There was a tragic suicide at Rutgers University recently as a student, Tyler Clementi, jumped to his death from a bridge after his roommate secretly filmed him having gay sex and transmitted the movie via internet:
"Roommate asked for the room till midnight," Ravi wrote on Twitter that night. "I went into Molly's room and turned on my webcam. I saw him making out with a dude. Yay."
Authorities say Ravi streamed the action on the Web to friends - an illegal video transmission.
Two days later, in another Twitter post, Ravi indicated he had plans for a sequel.
"Yes, it's happening again," he wrote, inviting people to watch between 9:30 p.m. and midnight. The second streaming attempt failed, authorities said.

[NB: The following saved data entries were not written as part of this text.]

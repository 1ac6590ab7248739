//! Logging setup utilities for the Hiroba broadcast server.

use tracing_subscriber::{layer::SubscriberExt, util::SubscriberInitExt};

/// Module path of the server library crate
const SERVER_CRATE: &str = "hiroba_server";

/// Initialize the tracing subscriber with the specified default log level.
///
/// Both the server library crate and the binary log at `default_log_level`
/// unless `RUST_LOG` says otherwise.
///
/// # Arguments
///
/// * `binary_name` - The name of the binary (e.g., "hiroba-server")
/// * `default_log_level` - The default log level (e.g., "debug", "info", "warn", "error")
///
/// # Examples
///
/// ```no_run
/// use hiroba_shared::logger::setup_logger;
///
/// setup_logger("hiroba-server", "info");
/// ```
pub fn setup_logger(binary_name: &str, default_log_level: &str) {
    tracing_subscriber::registry()
        .with(
            tracing_subscriber::EnvFilter::try_from_default_env()
                .unwrap_or_else(|_| default_filter(binary_name, default_log_level).into()),
        )
        .with(tracing_subscriber::fmt::layer())
        .init();
}

/// Build the `EnvFilter` directive used when `RUST_LOG` is not set.
///
/// Binary names are normalized to their module form (`-` → `_`). A binary
/// named like the server crate gets a single directive.
fn default_filter(binary_name: &str, default_log_level: &str) -> String {
    let bin = binary_name.replace('-', "_");
    let mut targets = vec![SERVER_CRATE];
    if bin != SERVER_CRATE {
        targets.push(&bin);
    }
    targets.push("tower_http");

    targets
        .iter()
        .map(|target| format!("{}={}", target, default_log_level))
        .collect::<Vec<_>>()
        .join(",")
}
//! Value objects.

use std::fmt;

use uuid::Uuid;

use super::error::ValueObjectError;
use hiroba_shared::time::timestamp_to_rfc3339;

/// Stable identity of a registered connection.
///
/// Assigned once at registration and never reused, so removing one
/// connection can never affect another.
#[derive(Debug, Clone, Copy, PartialEq, Eq, Hash)]
pub struct ConnectionId(Uuid);

impl ConnectionId {
    /// Generate a fresh identity
    pub fn generate() -> Self {
        Self(Uuid::new_v4())
    }
}

impl fmt::Display for ConnectionId {
    fn fmt(&self, f: &mut fmt::Formatter<'_>) -> fmt::Result {
        self.0.fmt(f)
    }
}

/// Name a client supplied at connect time
#[derive(Debug, Clone, PartialEq, Eq, Hash)]
pub struct DisplayName(String);

impl DisplayName {
    /// Name used when the client did not supply one
    pub const UNKNOWN: &'static str = "unknown";

    /// Build a display name from the `name` query parameter.
    ///
    /// Missing or empty values fall back to [`DisplayName::UNKNOWN`].
    pub fn from_query(name: Option<String>) -> Self {
        match name {
            Some(name) if !name.is_empty() => Self(name),
            _ => Self::unknown(),
        }
    }

    pub fn unknown() -> Self {
        Self(Self::UNKNOWN.to_string())
    }

    pub fn as_str(&self) -> &str {
        &self.0
    }

    pub fn into_string(self) -> String {
        self.0
    }
}

impl fmt::Display for DisplayName {
    fn fmt(&self, f: &mut fmt::Formatter<'_>) -> fmt::Result {
        f.write_str(&self.0)
    }
}

/// Text body of a chat message (never empty)
#[derive(Debug, Clone, PartialEq, Eq)]
pub struct MessageBody(String);

impl MessageBody {
    pub fn new(body: String) -> Result<Self, ValueObjectError> {
        if body.is_empty() {
            return Err(ValueObjectError::EmptyMessageBody);
        }
        Ok(Self(body))
    }

    pub fn as_str(&self) -> &str {
        &self.0
    }

    pub fn into_string(self) -> String {
        self.0
    }
}

impl TryFrom<String> for MessageBody {
    type Error = ValueObjectError;

    fn try_from(value: String) -> Result<Self, Self::Error> {
        Self::new(value)
    }
}

/// Unix timestamp in milliseconds (UTC)
#[derive(Debug, Clone, Copy, PartialEq, Eq, PartialOrd, Ord)]
pub struct Timestamp(i64);

impl Timestamp {
    pub fn new(millis: i64) -> Self {
        Self(millis)
    }

    pub fn value(&self) -> i64 {
        self.0
    }

    pub fn to_rfc3339(&self) -> String {
        timestamp_to_rfc3339(self.0)
    }
}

When Clementi learned of the vile voyeurism, he couldn't handle it and methodically planned his own death.
The roommate and the friend who helped transmit the video are facing privacy violation charges and could be imprisoned for up to five years.
This early in the investigation, I would caution against drawing too many conclusions here and labeling this an anti-gay death-by-bullying just yet. Was his suicide caused just by the violation of privacy, or was there other stuff going on in his life? The suicide rate on college campuses is higher than for the population generally, and the transition from home life to college life can lead to depression. A neighbor mentioned that he "kept to himself" on campus; the social isolation that can come with the transition to a new environment may have had an impact here.
Was his roommate motivated by anti-gay animus, or something like immaturity or voyeurism? A commenter on The Advocate who identified himself as a Rutgers graduate says that this is a common prank on that campus, taping roommates having sex. I don't remember that at all from college, but maybe this is Rutgers's thing. Or maybe he just didn't like having to give up his room.
And what did the school do or not do to address these privacy issues? Were they talking with students about this? Do they have clearly stated rules? I wonder because people don't just get the idea to broadcast someone else having sex, especially people who may be in a position to have their privacy violated one day as well.
Just, caution. This suicide, like all suicides, is tragic, and we should attempt to do what we can to prevent another. But it's too early to know what the right lessons to learn are.